Only a number is expected: how many lines in the data below contain the word "ADVANCE".

▶ Data section:
*** Block opens ***

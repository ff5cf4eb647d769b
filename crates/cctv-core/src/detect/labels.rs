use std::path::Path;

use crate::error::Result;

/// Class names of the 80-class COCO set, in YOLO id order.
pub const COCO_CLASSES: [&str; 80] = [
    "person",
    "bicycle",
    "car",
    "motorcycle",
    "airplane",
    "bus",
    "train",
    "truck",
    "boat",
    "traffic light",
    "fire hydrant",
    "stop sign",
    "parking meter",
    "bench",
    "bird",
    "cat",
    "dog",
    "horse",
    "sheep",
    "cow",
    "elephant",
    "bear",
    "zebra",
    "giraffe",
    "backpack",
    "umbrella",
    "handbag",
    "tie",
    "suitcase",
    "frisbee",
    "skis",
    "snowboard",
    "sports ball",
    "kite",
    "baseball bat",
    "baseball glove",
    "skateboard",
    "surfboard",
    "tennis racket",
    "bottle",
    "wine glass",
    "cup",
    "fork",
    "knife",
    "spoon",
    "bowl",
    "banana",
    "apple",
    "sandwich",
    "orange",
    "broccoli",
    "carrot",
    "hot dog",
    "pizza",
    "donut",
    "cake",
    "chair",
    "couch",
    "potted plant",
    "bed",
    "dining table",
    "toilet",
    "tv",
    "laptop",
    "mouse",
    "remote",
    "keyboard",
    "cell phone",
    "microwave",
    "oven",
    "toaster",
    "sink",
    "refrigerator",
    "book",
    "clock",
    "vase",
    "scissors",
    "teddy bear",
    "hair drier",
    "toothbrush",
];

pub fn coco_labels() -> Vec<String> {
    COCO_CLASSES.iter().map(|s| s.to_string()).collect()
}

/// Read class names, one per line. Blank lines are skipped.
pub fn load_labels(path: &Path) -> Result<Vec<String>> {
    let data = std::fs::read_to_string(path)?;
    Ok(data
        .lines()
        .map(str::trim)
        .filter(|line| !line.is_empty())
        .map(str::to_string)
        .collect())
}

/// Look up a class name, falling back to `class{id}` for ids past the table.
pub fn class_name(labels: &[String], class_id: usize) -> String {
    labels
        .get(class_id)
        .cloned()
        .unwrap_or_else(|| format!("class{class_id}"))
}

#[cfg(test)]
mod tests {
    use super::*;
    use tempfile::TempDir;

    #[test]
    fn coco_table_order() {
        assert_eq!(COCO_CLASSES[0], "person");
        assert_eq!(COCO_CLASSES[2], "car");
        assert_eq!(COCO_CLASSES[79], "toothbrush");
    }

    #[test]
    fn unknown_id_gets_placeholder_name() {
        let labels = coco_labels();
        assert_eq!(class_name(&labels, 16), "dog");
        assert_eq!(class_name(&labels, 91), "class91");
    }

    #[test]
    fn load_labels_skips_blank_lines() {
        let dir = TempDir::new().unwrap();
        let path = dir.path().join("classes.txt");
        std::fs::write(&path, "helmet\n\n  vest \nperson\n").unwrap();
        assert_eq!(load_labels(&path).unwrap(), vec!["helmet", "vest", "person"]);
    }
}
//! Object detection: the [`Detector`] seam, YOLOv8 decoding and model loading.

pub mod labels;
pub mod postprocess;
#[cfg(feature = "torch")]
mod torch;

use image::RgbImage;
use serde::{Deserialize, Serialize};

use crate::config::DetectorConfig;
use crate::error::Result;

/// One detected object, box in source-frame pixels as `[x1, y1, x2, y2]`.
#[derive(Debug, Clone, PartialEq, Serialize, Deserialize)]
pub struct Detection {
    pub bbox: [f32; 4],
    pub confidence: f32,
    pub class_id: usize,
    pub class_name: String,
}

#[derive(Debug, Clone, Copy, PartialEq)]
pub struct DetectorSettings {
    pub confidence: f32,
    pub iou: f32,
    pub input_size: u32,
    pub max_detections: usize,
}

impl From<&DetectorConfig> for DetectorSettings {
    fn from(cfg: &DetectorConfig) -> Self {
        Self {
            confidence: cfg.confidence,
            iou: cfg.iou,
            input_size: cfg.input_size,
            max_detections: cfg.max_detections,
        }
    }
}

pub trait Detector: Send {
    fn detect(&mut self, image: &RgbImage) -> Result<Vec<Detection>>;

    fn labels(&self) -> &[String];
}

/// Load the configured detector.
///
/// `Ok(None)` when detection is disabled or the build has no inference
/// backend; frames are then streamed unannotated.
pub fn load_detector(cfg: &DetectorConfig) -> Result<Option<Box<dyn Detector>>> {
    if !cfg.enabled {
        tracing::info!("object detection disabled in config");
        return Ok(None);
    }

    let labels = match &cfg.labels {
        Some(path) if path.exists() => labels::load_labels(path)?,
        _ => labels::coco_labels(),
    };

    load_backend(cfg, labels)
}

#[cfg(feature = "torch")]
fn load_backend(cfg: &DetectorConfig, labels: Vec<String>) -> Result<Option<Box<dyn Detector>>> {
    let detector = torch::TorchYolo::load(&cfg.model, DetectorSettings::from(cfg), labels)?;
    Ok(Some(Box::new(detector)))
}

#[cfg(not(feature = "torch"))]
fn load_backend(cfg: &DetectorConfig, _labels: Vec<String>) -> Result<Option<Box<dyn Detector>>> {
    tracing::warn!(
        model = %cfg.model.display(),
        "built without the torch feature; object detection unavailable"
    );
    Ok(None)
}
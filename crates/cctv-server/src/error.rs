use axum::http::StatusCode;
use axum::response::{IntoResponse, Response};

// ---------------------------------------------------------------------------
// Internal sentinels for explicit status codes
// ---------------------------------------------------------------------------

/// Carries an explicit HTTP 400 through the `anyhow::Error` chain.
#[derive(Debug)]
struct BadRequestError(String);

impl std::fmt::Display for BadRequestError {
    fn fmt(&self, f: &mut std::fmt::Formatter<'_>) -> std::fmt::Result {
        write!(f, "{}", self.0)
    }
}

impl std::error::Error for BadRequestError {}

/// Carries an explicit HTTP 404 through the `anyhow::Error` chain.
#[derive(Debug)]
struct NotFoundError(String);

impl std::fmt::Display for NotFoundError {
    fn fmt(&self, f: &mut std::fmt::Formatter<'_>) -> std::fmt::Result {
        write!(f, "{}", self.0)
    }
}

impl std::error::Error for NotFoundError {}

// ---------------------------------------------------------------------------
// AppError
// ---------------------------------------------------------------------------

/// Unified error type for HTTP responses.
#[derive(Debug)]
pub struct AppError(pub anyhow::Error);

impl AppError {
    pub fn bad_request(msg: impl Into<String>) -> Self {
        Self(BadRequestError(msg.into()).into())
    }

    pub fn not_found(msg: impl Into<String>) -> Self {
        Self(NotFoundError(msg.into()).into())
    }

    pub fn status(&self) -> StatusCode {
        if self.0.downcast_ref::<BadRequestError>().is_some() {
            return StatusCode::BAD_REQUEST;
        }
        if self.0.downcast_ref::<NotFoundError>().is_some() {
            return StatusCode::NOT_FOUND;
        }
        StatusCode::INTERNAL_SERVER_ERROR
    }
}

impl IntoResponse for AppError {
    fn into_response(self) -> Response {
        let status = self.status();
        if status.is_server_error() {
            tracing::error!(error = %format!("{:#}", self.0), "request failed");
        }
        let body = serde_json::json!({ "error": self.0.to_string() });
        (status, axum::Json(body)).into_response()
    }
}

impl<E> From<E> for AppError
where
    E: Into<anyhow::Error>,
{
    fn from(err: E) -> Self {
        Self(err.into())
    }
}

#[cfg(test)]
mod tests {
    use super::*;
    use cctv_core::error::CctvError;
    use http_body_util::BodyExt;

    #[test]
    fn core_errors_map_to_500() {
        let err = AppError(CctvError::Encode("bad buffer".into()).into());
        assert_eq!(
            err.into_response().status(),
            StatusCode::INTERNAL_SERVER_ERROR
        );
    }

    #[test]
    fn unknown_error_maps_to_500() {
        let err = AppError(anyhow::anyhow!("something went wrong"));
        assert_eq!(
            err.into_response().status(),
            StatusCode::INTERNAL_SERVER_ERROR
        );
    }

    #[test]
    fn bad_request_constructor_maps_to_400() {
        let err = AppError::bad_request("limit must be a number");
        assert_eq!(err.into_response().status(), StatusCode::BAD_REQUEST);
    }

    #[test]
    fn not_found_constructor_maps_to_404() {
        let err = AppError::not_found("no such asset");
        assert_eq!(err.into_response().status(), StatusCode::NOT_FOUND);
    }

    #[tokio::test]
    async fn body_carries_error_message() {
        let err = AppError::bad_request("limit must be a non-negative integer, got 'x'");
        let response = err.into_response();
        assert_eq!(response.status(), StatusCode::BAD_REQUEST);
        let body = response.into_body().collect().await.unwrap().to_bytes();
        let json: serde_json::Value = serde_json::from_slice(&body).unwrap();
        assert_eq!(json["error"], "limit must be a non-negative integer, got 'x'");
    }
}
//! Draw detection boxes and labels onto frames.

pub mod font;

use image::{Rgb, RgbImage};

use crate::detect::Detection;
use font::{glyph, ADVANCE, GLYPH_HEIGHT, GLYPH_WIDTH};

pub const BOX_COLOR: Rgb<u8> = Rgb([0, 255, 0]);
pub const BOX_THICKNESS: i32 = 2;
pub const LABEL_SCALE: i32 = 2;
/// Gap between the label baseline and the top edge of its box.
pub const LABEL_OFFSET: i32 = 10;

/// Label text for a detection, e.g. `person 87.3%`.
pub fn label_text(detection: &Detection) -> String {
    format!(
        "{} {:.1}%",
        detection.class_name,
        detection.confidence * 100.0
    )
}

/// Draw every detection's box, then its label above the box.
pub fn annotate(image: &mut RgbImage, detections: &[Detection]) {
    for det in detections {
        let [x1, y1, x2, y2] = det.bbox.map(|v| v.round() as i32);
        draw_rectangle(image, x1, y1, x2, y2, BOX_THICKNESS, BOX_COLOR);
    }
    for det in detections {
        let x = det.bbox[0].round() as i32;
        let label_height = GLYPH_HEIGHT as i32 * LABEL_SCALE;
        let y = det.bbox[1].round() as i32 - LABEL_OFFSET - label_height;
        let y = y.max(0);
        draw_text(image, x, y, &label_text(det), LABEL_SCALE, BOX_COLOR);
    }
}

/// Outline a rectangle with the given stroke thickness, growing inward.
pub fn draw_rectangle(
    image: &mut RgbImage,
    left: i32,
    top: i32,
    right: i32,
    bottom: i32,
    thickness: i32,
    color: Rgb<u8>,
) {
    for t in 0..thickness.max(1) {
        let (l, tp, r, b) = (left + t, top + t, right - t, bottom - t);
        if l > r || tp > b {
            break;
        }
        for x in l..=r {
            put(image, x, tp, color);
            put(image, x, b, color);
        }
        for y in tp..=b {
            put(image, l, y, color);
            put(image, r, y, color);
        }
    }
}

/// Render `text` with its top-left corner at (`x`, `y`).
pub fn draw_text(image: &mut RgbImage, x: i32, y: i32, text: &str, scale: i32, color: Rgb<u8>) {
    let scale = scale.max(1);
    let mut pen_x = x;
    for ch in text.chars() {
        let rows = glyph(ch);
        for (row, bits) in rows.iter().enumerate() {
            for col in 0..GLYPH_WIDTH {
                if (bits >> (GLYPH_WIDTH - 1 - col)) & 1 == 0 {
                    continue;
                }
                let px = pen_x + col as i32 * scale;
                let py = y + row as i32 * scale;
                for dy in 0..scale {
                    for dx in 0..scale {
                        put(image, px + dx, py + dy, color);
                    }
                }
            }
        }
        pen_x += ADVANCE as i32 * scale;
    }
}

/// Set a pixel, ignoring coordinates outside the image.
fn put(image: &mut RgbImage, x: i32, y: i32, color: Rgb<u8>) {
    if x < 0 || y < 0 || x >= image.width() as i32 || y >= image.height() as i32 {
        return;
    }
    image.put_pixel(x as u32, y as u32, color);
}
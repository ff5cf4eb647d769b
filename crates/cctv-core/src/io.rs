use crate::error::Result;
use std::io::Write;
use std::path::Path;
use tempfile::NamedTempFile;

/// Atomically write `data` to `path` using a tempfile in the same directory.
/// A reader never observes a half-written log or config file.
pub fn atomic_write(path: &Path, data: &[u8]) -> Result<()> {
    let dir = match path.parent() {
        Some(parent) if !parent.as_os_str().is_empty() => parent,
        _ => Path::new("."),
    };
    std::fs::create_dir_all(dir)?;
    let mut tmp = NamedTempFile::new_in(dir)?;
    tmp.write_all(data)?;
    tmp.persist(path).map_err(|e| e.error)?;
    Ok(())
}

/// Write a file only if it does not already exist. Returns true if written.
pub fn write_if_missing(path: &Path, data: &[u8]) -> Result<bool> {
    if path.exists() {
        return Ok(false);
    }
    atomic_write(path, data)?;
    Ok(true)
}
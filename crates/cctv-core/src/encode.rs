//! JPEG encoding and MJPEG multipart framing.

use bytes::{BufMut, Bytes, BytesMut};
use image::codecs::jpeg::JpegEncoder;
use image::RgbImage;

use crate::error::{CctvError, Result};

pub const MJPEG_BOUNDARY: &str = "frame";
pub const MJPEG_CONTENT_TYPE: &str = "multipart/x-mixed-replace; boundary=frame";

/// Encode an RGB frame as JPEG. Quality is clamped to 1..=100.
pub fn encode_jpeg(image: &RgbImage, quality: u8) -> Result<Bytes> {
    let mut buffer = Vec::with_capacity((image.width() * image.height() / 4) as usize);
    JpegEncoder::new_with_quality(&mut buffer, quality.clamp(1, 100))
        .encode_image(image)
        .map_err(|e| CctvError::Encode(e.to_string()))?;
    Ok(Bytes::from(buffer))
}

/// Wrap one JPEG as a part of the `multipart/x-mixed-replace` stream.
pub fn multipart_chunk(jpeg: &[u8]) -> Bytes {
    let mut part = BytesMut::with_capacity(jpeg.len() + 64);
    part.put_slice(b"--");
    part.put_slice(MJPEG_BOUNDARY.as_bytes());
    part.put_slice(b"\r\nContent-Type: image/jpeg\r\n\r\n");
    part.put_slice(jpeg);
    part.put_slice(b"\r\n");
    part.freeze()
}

*** Block closes ***

▶ Written answer: 2